Most processing of Personal Data is done as a legitimate interest, lawful under the GDPR and subject to a three-part test. All Personal Data that
is processed by RD:IR as a legitimate interest undergoes a Legitimate Interest Assessment (“LIA”) that is structured to satisfy the three-part test.
LIAs are available upon request.
Other Personal Data is processed by RD:IR either with lawful consent from the individuals the Personal Data relates to, or under the legal and statutory
obligations of the UK’s Companies Act 2006.
You have the right to object to RD:IR processing your Personal Data. If you wish to raise an objection, please contact the Company via Welcome@rdir.com
How RD:IR collects Personal Data
In the course of the work RD:IR undertakes, Personal Data is collected through any of the following:
- Publicly-available share registers;
- Requests sent to institutions under s793 Companies Act 2006;
- Requests sent to institutions to fulfil contractual obligations;
- Institutional investor websites;
- Professional third parties;
- Provided by clients in their capacity as Data Controllers.
Categories of Personal Data that RD:IR processes
The categories of Personal Data that RD:IR processes as a legitimate interest are as follows:
- Clients:
- Name
- Business contact details
- Professional investors:
- Name
- Company information
- Business contact details
- Shareholders registered on the share register:
- Name
- Registered address
- Shareholding information
- Retail investors holding shares via custodians:
Why RD:IR collects and processes Personal Data
RD:IR collects and processes Personal Data to provide SRA, CRM, targeting, proxy solicitation and other services to its clients.
A large part of the SRA service RD:IR provides is in line with the Companies Act 2006, primarily s793 and s808. The Personal Data that RD:IR deals
with is largely publicly available.
Any Personal Data that is not covered by the legitimate interest principle within the SRA service has been lawfully processed with the active consent
of the individuals involved.
The CRM service that RD:IR provides involves supplying clients with contact information of individuals to assist clients in connecting with their
shareholders and conducting good business.

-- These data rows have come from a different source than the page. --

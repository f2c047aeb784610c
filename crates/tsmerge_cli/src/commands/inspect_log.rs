//! Inspect-log command implementation.

use serde::Serialize;
use std::path::Path;
use tsmerge_core::log::{self, AnalyzedLog, LEGACY_LOG_SUFFIX};
use tsmerge_storage::OsFileSystem;

/// Decoded compaction log for output.
#[derive(Debug, Serialize)]
pub struct LogInfo {
    /// Path of the log.
    pub path: String,
    /// `current` or `legacy`.
    pub format: &'static str,
    /// Source files, relative to their storage root.
    pub sources: Vec<String>,
    /// Target files, relative to their storage root.
    pub targets: Vec<String>,
    /// Whether parsing stopped at a torn or corrupt record.
    pub truncated: bool,
    /// Whether recovery would act on this log rather than just delete it.
    pub complete: bool,
}

impl LogInfo {
    fn new(path: &Path, parsed: &AnalyzedLog) -> Self {
        Self {
            path: path.display().to_string(),
            format: if parsed.legacy { "legacy" } else { "current" },
            sources: parsed.sources.iter().map(ToString::to_string).collect(),
            targets: parsed.targets.iter().map(ToString::to_string).collect(),
            truncated: parsed.truncated,
            complete: parsed.is_complete(),
        }
    }
}

/// Runs the inspect-log command.
pub fn run(path: &Path, legacy: bool, format: &str) -> Result<(), Box<dyn std::error::Error>> {
    if !path.exists() {
        return Err(format!("Log file not found: {}", path.display()).into());
    }
    let info = inspect(path, legacy)?;

    match format {
        "json" => {
            println!("{}", serde_json::to_string_pretty(&info)?);
        }
        _ => {
            print_text_output(&info);
        }
    }
    Ok(())
}

/// Decodes the log at `path`, detecting the legacy format from its name
/// unless `legacy` forces it.
pub fn inspect(path: &Path, legacy: bool) -> Result<LogInfo, Box<dyn std::error::Error>> {
    let legacy = legacy
        || path
            .file_name()
            .and_then(|n| n.to_str())
            .is_some_and(|n| n.ends_with(LEGACY_LOG_SUFFIX));
    let parsed = log::parse(&OsFileSystem, path, legacy)?;
    Ok(LogInfo::new(path, &parsed))
}

fn print_text_output(info: &LogInfo) {
    println!("Compaction log {} ({} format)", info.path, info.format);
    println!();
    println!("Sources ({}):", info.sources.len());
    for source in &info.sources {
        println!("  {source}");
    }
    println!("Targets ({}):", info.targets.len());
    for target in &info.targets {
        println!("  {target}");
    }
    if info.targets.len() > 1 {
        println!("  (only the first target is used by recovery)");
    }
    println!();
    if info.truncated {
        println!("Log ends in a torn or corrupt record");
    }
    if info.complete {
        println!("Recovery will resolve this compaction");
    } else {
        println!("Log is incomplete; recovery will only delete it");
    }
}
//! # tsmerge Core
//!
//! Crash-safe inner compaction for closed time-series data files.
//!
//! This crate provides:
//! - Data file identifiers, naming and lifecycle states
//! - Sidecar format and target validation
//! - Modification ledgers
//! - The compaction log and its current and legacy analyzers
//! - Per-partition file-set registries with a compaction circuit breaker
//! - Forward compaction, recovery, and the commit/rollback logic they share
//!
//! ## Crash Safety
//!
//! Every compaction is journaled before it touches anything. After an
//! unclean shutdown, [`RecoverTask`] reads the surviving log, probes the
//! storage roots, and completes either "never happened" or "fully
//! committed", never a mix of the two.
//!
//! ```rust,ignore
//! use std::sync::Arc;
//! use tsmerge_core::{recover_registry, CompactionConfig, RegistryKey, SequenceClass};
//! use tsmerge_storage::OsFileSystem;
//!
//! let config = CompactionConfig::new().data_dirs(vec!["/data".into()]);
//! let key = RegistryKey::new("root.sg", "0", 0, SequenceClass::Sequence);
//! let (registry, report) = recover_registry(key, Arc::new(OsFileSystem), &config)?;
//! ```

#![deny(unsafe_code)]
#![warn(missing_docs)]

mod checksum;
mod config;
mod error;
mod forward;
mod handler;
mod identifier;
mod ledger;
mod lifecycle;
pub mod log;
mod merge;
mod recover;
mod registry;
mod resource;
mod startup;
mod task;
mod types;

pub use checksum::compute_crc32;
pub use config::{CompactionConfig, DEFAULT_LEGACY_MODS_FILE};
pub use error::{CoreError, CoreResult};
pub use forward::{CompactionCheckpoint, ForwardCompactionTask, ForwardOutcome};
pub use handler::{CommittedTarget, ExceptionHandler, Resolution, TargetRef};
pub use identifier::{
    append_suffix, FileIdentifier, TsFileName, COMPACTION_MODS_SUFFIX, MODS_SUFFIX,
    RESOURCE_SUFFIX, TEMP_TARGET_SUFFIX, TSFILE_SUFFIX,
};
pub use ledger::{merge_ledgers, Deletion, LedgerKind, ModificationLedger};
pub use lifecycle::{DataFile, SourceState, TargetFile};
pub use log::{AnalyzedLog, CompactionLogWriter, LogRecord, LogRecordKind};
pub use merge::{ConcatMerger, Merger};
pub use recover::{RecoverTask, RecoveryOutcome};
pub use registry::FileSetRegistry;
pub use resource::{
    read_sidecar, write_sidecar, SidecarMeta, SidecarValidator, TargetValidator, Validation,
    SIDECAR_MAGIC, SIDECAR_SIZE, SIDECAR_VERSION,
};
pub use startup::{
    discover_compaction_logs, recover_registry, sweep_orphan_artifacts, LogRecovery,
    StartupReport,
};
pub use task::{CompactionTask, TaskOutcome, TaskQueue};
pub use types::{RegistryKey, SequenceClass};

/// Version of this crate.
pub const VERSION: &str = env!("CARGO_PKG_VERSION");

Personal Data processed by RD:IR is only shared with the related client of RD:IR and never shared with third parties without consent having been
sought from the individuals affected.
RD:IR does not sub-contract to any third parties any of the services it provides to its clients.
How long RD:IR retains Personal Data
RD:IR will not retain Personal Data for longer than is necessary to fulfil its legal and contractual obligations.
Professional investor information will be retained as long as it is required and as long as it is accurate.
How RD:IR keeps Personal Data secure
The majority of the Personal Data RD:IR maintains is stored on IT systems with rigorous network security processes in place, including encrypted backup process and annual penetration testing. Hardware is stored securely and access is restricted to relevant personnel only.
All emails going through RD:IR servers are encrypted. The Company’s website and online applications are secure to international standards.
RD:IR employee passwords are known only to the employee in question. Client passwords for online applications are provided by RD:IR and the client is encouraged to change their password regularly and keep this data secure.
Any physical Personal Data that RD:IR processes is secured when not in use, and when in storage stored in a secure offsite facility that specialises in providing secure storage.
RD:IR has detailed internal policies on data protection and security. These are available upon request.
Controlling your personal information
We will not sell, distribute or lease your personal information to third parties unless we have your permission or are required by law to do so.
Review & audit of information policies & processes
We carry out regular and frequency reviews and audits of all data-related processes with logs of activity and outcomes.